Após a contenção do foco de influenza aviária registrado em uma granja comercial em maio, o Brasil inicia um processo de retomada da confiança internacional e de reabertura gradual de mercados importadores, já que mais de 70 países suspenderam as compras de frango desde o alerta sobre a doença. No entanto, esse esforço pode ser comprometido por uma proposta do próprio Ministério da Agricultura e Pecuária (Mapa), que pretende privatizar as inspeções de animais destinados ao abate, um dos pilares da segurança dos alimentos e das exportações brasileiras.

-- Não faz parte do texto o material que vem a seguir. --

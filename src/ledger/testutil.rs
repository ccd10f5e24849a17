//! Shared fixtures for ledger unit tests.

use crate::params::{Mimir, ProtocolParameters, ProtocolVersion};
use crate::store::Keeper;
use crate::types::{
    Address, Asset, LiquidityProvider, NodeAccount, NodeStatus, Pool, PoolStatus, PubKey, Vault, VaultType,
};

pub(crate) fn params() -> ProtocolParameters {
    params_at(ProtocolVersion::new(1, 105, 0))
}

pub(crate) fn params_at(version: ProtocolVersion) -> ProtocolParameters {
    ProtocolParameters::resolve(version, &Mimir::default()).unwrap()
}

pub(crate) fn btc() -> Asset {
    "BTC.BTC".parse().unwrap()
}

pub(crate) fn eth() -> Asset {
    "ETH.ETH".parse().unwrap()
}

/// Available pool with the given balances and LP units
pub(crate) fn seed_pool(keeper: &mut Keeper, asset: &Asset, settlement: u128, balance_asset: u128, units: u128) -> Pool {
    let mut pool = Pool::new(asset.clone());
    pool.balance_settlement = settlement;
    pool.balance_asset = balance_asset;
    pool.lp_units = units;
    pool.status = PoolStatus::Available;
    keeper.set_pool(&pool).unwrap();
    pool
}

pub(crate) fn seed_lp(keeper: &mut Keeper, asset: &Asset, owner: &str, units: u128) -> LiquidityProvider {
    let mut lp = LiquidityProvider::new(asset.clone(), Address::from(owner), Address::new(format!("ext-{owner}")));
    lp.units = units;
    keeper.set_liquidity_provider(&lp).unwrap();
    lp
}

pub(crate) fn bond_lp(keeper: &mut Keeper, asset: &Asset, owner: &str, node: &str, units: u128) {
    let mut lp = keeper.get_liquidity_provider(asset, &Address::from(owner)).unwrap();
    lp.bond(&Address::from(node), units).unwrap();
    keeper.set_liquidity_provider(&lp).unwrap();
}

/// Node with an operator-first roster (and extra providers, all bonded)
pub(crate) fn seed_node(keeper: &mut Keeper, node: &str, operator: &str, providers: &[&str], status: NodeStatus) -> NodeAccount {
    let na = NodeAccount::new(
        Address::from(node),
        status,
        PubKey::new(format!("pk-{node}")),
        Address::from(operator),
        1,
    );
    keeper.set_node_account(&na).unwrap();

    let mut bp = keeper.get_bond_providers(&na.node_address).unwrap();
    bp.ensure_operator(&na.bond_address, 500);
    bp.bond_liquidity(&na.bond_address);
    for provider in providers {
        bp.add_provider(Address::from(*provider), 6).unwrap();
        bp.bond_liquidity(&Address::from(*provider));
    }
    keeper.set_bond_providers(&bp).unwrap();
    na
}

pub(crate) fn seed_yggdrasil(keeper: &mut Keeper, na: &NodeAccount, coins: &[crate::types::Coin]) -> Vault {
    let mut vault = Vault::new(na.pub_key.clone(), VaultType::Yggdrasil, vec![na.pub_key.clone()], 1);
    vault.add_funds(coins);
    keeper.set_vault(&vault).unwrap();
    vault
}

O alerta é do Sindicato Nacional dos Auditores Fiscais Federais Agropecuários (Anffa Sindical), que chama a atenção para os riscos sanitários e institucionais envolvidos na medida.
A proposta do Mapa prevê o credenciamento de pessoas jurídicas para executar atividades técnicas e operacionais de defesa agropecuária, entre elas as inspeções ante mortem e post mortem de animais, fundamentais para garantir a segurança dos alimentos consumidos por brasileiros e por cidadãos de quase 200 países. Na prática, frigoríficos poderão contratar empresas privadas para realizar inspeções que deveriam ser isentas e conduzidas por agentes públicos, o que configura, segundo o Anffa, um grave conflito de interesses e grandes riscos à saúde pública global.

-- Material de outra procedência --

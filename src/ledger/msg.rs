//! Already-parsed ledger messages.
//!
//! The memo parser upstream turns raw inbound transactions into these
//! structs; the ledger only checks them against state.

use crate::types::{Address, Asset, Coin, PubKey, TxId, Vault};

/// Deposit one or both legs of a liquidity position
#[derive(Debug, Clone, PartialEq, Eq)]
pub struct AddLiquidityMsg {
    pub tx_id: TxId,
    pub asset: Asset,
    pub settlement_amount: u128,
    pub asset_amount: u128,
    pub settlement_address: Address,
    pub asset_address: Address,
    /// Hold a lone leg as pending until its pair arrives
    pub stage: bool,
    /// Pledge the newly issued units to this node
    pub bond_node: Option<Address>,
}

/// Withdraw part of a position's free units
#[derive(Debug, Clone, PartialEq, Eq)]
pub struct WithdrawLiquidityMsg {
    pub tx_id: TxId,
    pub asset: Asset,
    /// Owner of the position (settlement address, or asset address for
    /// asset-only positions)
    pub address: Address,
    pub basis_points: u128,
    /// Settlement units attached to the request
    pub amount: u128,
}

/// Bond liquidity to a node, add a provider, or change the operator fee
#[derive(Debug, Clone, PartialEq, Eq)]
pub struct BondMsg {
    pub tx_id: TxId,
    pub node_address: Address,
    /// Signer
    pub bond_address: Address,
    /// Provider the operator adds to the roster
    pub bond_provider_address: Option<Address>,
    pub operator_fee: Option<u128>,
    /// Yggdrasil key for a newly whitelisted node
    pub pub_key: PubKey,
    pub amount: u128,
}

/// Release bonded liquidity
#[derive(Debug, Clone, PartialEq, Eq)]
pub struct UnbondMsg {
    pub tx_id: TxId,
    pub node_address: Address,
    /// Signer
    pub bond_address: Address,
    /// Provider the operator unbonds and removes
    pub bond_provider_address: Option<Address>,
    /// Pool to release from; `None` releases from every bondable pool
    pub asset: Option<Asset>,
    /// Units to release; zero releases everything bonded in the pool
    pub units: u128,
    pub amount: u128,
}

/// Operator request for the node to leave the validator set
#[derive(Debug, Clone, PartialEq, Eq)]
pub struct LeaveMsg {
    pub tx_id: TxId,
    pub node_address: Address,
    pub signer: Address,
}

/// An observed migration payment out of a retiring vault
#[derive(Debug, Clone, PartialEq, Eq)]
pub struct RagnarokObservation {
    pub tx_id: TxId,
    pub chain: String,
    pub vault_pub_key: PubKey,
    pub to_address: Address,
    pub coins: Vec<Coin>,
    /// Height carried in the `RAGNAROK:<height>` memo
    pub memo_height: u64,
}

/// A message applied by the block processor
#[derive(Debug, Clone, PartialEq, Eq)]
pub enum LedgerMsg {
    AddLiquidity(AddLiquidityMsg),
    WithdrawLiquidity(WithdrawLiquidityMsg),
    Bond(BondMsg),
    Unbond(UnbondMsg),
    Leave(LeaveMsg),
    Ragnarok(RagnarokObservation),
    /// A new Asgard vault replaces the current set
    Churn(Vault),
}

impl LedgerMsg {
    pub fn name(&self) -> &'static str {
        match self {
            LedgerMsg::AddLiquidity(_) => "add_liquidity",
            LedgerMsg::WithdrawLiquidity(_) => "withdraw",
            LedgerMsg::Bond(_) => "bond",
            LedgerMsg::Unbond(_) => "unbond",
            LedgerMsg::Leave(_) => "leave",
            LedgerMsg::Ragnarok(_) => "ragnarok",
            LedgerMsg::Churn(_) => "churn",
        }
    }

    pub fn tx_id(&self) -> TxId {
        match self {
            LedgerMsg::AddLiquidity(m) => m.tx_id.clone(),
            LedgerMsg::WithdrawLiquidity(m) => m.tx_id.clone(),
            LedgerMsg::Bond(m) => m.tx_id.clone(),
            LedgerMsg::Unbond(m) => m.tx_id.clone(),
            LedgerMsg::Leave(m) => m.tx_id.clone(),
            LedgerMsg::Ragnarok(m) => m.tx_id.clone(),
            LedgerMsg::Churn(_) => TxId::blank(),
        }
    }

    /// Funds that came in with the message and where to send them back
    pub fn refundable(&self) -> Vec<(Address, Coin)> {
        let settlement = |to: &Address, amount: u128| (to.clone(), Coin::new(Asset::settlement(), amount));
        let refunds = match self {
            LedgerMsg::AddLiquidity(m) => {
                let asset_to = if m.asset_address.is_empty() {
                    &m.settlement_address
                } else {
                    &m.asset_address
                };
                vec![
                    settlement(&m.settlement_address, m.settlement_amount),
                    (asset_to.clone(), Coin::new(m.asset.clone(), m.asset_amount)),
                ]
            }
            LedgerMsg::WithdrawLiquidity(m) => vec![settlement(&m.address, m.amount)],
            LedgerMsg::Bond(m) => vec![settlement(&m.bond_address, m.amount)],
            LedgerMsg::Unbond(m) => vec![settlement(&m.bond_address, m.amount)],
            LedgerMsg::Leave(_) | LedgerMsg::Ragnarok(_) | LedgerMsg::Churn(_) => Vec::new(),
        };
        refunds
            .into_iter()
            .filter(|(to, coin)| !to.is_empty() && !coin.is_empty())
            .collect()
    }
}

“A rápida contenção do foco de influenza aviária registrado em maio só foi possível graças à atuação técnica, ágil e coordenada dos auditores fiscais federais agropecuários. São profissionais de Estado, concursados, com independência para agir e foco exclusivo na proteção da saúde pública e do patrimônio agropecuário nacional. Substituir essa atuação por profissionais contratados por empresas privadas, subordinadas aos próprios fiscalizados, representa um retrocesso gravíssimo. Não é apenas uma questão de eficiência: é de credibilidade, soberania sanitária e segurança alimentar. O que está em jogo é a confiança que o Brasil leva décadas para construir junto aos mercados internacionais.”, afirma Janus Pablo Macedo, presidente do Anffa Sindical.
A proposta está formalizada na minuta da Portaria nº 1.275/2025, submetida à consulta pública, como parte da regulamentação da Lei do Autocontrole (Lei 14.515/2022). O Anffa Sindical denunciou o plano ao Ministério Público Federal (MPF) e solicitou a suspensão imediata da tramitação da portaria, com a abertura de um inquérito para avaliar sua legalidade e constitucionalidade.
O plano do governo brasileiro avança justamente em um momento estratégico, em que o país tenta consolidar o acordo entre Mercosul e União Europeia e enfrenta forte resistência de mercados com altos padrões sanitários, como o francês. Fragilizar os controles oficiais pode não apenas comprometer as negociações internacionais, mas também expor o Brasil a escândalos sanitários com sérias repercussões comerciais e de imagem.
O sindicato também defende a apreciação da Ação Direta de Inconstitucionalidade (ADI nº 7.351/DF), em tramitação no Supremo Tribunal Federal (STF), que questiona dispositivos da Lei do Autocontrole por permitir a privatização de atividades típicas de Estado. Para o Anffa, ao enfraquecer os mecanismos oficiais de controle, o Brasil abre espaço para fraudes, omissões e perdas irreparáveis na confiança conquistada junto aos mercados internacionais.
Por fim, o Anffa Sindical reforça que continuará atuando junto ao Congresso Nacional, ao Judiciário e à sociedade civil organizada para garantir a preservação de um modelo de fiscalização independente, técnico e exercido por servidores públicos de carreira, como instrumento essencial à proteção da saúde coletiva, à soberania sanitária e à competitividade do agronegócio brasileiro no mundo.
“Estamos falando da proteção à saúde pública, da integridade dos alimentos e da preservação da credibilidade do Brasil como exportador. Não se pode admitir que funções exclusivas do Estado sejam repassadas a terceiros com vínculos diretos com os fiscalizados. O risco de conflito de interesse é elevado, e a saúde da população, seriamente ameaçada”, finaliza o presidente do Anffa Sindical.